Go through the listing below and return each line that includes "BTreeMap".
--- Data records Enclosed Below ---
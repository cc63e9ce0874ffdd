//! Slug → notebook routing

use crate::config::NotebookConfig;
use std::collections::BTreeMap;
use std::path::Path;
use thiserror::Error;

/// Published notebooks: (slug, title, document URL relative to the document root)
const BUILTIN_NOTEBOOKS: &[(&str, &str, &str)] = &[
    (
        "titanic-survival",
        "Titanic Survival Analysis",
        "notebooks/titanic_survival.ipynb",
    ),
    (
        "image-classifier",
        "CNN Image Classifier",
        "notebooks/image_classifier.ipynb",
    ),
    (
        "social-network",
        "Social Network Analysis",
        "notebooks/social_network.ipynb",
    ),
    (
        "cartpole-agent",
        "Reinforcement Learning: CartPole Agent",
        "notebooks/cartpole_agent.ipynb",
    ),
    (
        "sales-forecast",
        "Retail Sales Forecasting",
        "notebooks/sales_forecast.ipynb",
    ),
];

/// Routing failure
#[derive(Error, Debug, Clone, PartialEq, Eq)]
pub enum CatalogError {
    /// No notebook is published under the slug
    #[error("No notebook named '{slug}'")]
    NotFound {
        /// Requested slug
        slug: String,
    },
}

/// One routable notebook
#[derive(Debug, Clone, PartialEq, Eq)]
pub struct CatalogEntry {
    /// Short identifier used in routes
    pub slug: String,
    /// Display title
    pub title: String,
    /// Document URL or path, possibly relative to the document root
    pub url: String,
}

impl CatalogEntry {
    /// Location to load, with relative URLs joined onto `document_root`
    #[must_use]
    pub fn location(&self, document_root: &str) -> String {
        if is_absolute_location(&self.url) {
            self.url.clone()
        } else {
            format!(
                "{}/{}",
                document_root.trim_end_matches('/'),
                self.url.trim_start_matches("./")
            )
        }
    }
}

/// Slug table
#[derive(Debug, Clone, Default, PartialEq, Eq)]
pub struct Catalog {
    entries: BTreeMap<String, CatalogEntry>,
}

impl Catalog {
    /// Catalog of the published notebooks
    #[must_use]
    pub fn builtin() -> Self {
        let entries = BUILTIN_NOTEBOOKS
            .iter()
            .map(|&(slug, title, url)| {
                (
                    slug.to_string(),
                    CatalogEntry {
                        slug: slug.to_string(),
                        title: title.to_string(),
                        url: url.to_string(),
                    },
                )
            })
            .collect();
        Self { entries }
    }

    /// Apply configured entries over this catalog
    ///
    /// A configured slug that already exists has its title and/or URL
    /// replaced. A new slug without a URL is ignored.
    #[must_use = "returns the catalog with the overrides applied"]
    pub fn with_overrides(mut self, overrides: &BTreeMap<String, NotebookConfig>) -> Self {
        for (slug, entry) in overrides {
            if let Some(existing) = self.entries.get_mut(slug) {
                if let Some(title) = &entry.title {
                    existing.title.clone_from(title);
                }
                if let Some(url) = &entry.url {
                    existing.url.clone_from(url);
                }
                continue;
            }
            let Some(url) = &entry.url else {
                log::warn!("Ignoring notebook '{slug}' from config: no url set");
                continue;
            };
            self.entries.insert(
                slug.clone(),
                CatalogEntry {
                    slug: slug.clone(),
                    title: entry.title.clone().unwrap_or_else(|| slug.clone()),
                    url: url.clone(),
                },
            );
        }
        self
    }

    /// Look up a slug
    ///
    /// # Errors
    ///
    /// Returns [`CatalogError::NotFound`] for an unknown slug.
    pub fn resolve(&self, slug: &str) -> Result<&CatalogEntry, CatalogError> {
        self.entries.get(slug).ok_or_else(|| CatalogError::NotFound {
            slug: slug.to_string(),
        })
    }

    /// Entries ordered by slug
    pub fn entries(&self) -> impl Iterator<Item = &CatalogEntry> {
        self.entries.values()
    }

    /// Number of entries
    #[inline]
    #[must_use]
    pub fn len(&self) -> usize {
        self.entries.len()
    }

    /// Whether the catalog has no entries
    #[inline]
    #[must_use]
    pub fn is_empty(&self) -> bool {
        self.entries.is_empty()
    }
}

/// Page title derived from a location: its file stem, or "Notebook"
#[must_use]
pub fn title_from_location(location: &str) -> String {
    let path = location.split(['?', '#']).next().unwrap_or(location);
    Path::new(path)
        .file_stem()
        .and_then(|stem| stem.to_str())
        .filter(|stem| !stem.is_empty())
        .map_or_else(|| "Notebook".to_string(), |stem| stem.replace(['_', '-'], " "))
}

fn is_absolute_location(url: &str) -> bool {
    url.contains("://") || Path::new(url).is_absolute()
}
--- End of Enclosed Data records ---
[Response to this exercise]
use std::collections::BTreeMap;
    entries: BTreeMap<String, CatalogEntry>,
    pub fn with_overrides(mut self, overrides: &BTreeMap<String, NotebookConfig>) -> Self {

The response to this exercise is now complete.